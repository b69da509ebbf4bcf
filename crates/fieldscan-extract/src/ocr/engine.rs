// SPDX-License-Identifier: PMPL-1.0-or-later
// Copyright (c) 2026 Jonathan D.A. Jewell (hyperpolymath) <jonathan.jewell@open.ac.uk>
//
// OCR engine seam.
//
// Recognition itself is an external service.  Anything that can turn a
// rasterized page into words/lines/paragraphs plugs in here.

use std::path::Path;

use image::RgbaImage;
use tracing::{debug, instrument};

use fieldscan_core::error::Result;

use super::model::RawOcrOutput;

/// A recognizer that turns a rasterized page into raw OCR output.
pub trait OcrEngine: Send + Sync {
    /// Recognize text on one rasterized page.
    fn recognize(&self, image: &RgbaImage) -> Result<RawOcrOutput>;

    /// Short name for logs (e.g. "tesseract", "replay").
    fn name(&self) -> &str;
}

/// Engine that replays a previously recorded OCR dump, whatever the image.
///
/// Used to run the pipeline offline from a saved recognition result, and in
/// tests.
#[derive(Debug, Clone)]
pub struct ReplayEngine {
    recorded: RawOcrOutput,
}

impl ReplayEngine {
    pub fn new(recorded: RawOcrOutput) -> Self {
        Self { recorded }
    }

    /// Load a recorded dump from a JSON file.
    pub fn from_file(path: impl AsRef<Path>) -> Result<Self> {
        let raw = std::fs::read_to_string(path.as_ref())?;
        Ok(Self::new(RawOcrOutput::from_json(&raw)?))
    }
}

impl OcrEngine for ReplayEngine {
    #[instrument(skip_all, fields(width = image.width(), height = image.height()))]
    fn recognize(&self, image: &RgbaImage) -> Result<RawOcrOutput> {
        debug!("replaying recorded OCR output");
        Ok(self.recorded.clone())
    }

    fn name(&self) -> &str {
        "replay"
    }
}

#[cfg(test)]
mod tests {
    use super::*;
    use crate::ocr::model::RawSpan;

    #[test]
    fn replay_returns_recording_for_any_image() {
        let recorded = RawOcrOutput {
            words: Some(vec![RawSpan {
                text: "Total".into(),
                confidence: 91.0,
                bbox: None,
            }]),
            ..Default::default()
        };
        let engine = ReplayEngine::new(recorded.clone());

        let small = RgbaImage::new(4, 4);
        let large = RgbaImage::new(64, 32);
        assert_eq!(engine.recognize(&small).expect("recognize"), recorded);
        assert_eq!(engine.recognize(&large).expect("recognize"), recorded);
        assert_eq!(engine.name(), "replay");
    }
}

_ABOUT THIS EXERCISE:_ With the line containing "use crate::ocr::model::RawSpan;" as the first and the last line above as the final one, copy those lines exactly and no others.

_TASK RESPONSE:_
    use crate::ocr::model::RawSpan;

    #[test]
    fn replay_returns_recording_for_any_image() {
        let recorded = RawOcrOutput {
            words: Some(vec![RawSpan {
                text: "Total".into(),
                confidence: 91.0,
                bbox: None,
            }]),
            ..Default::default()
        };
        let engine = ReplayEngine::new(recorded.clone());

        let small = RgbaImage::new(4, 4);
        let large = RgbaImage::new(64, 32);
        assert_eq!(engine.recognize(&small).expect("recognize"), recorded);
        assert_eq!(engine.recognize(&large).expect("recognize"), recorded);
        assert_eq!(engine.name(), "replay");
    }
}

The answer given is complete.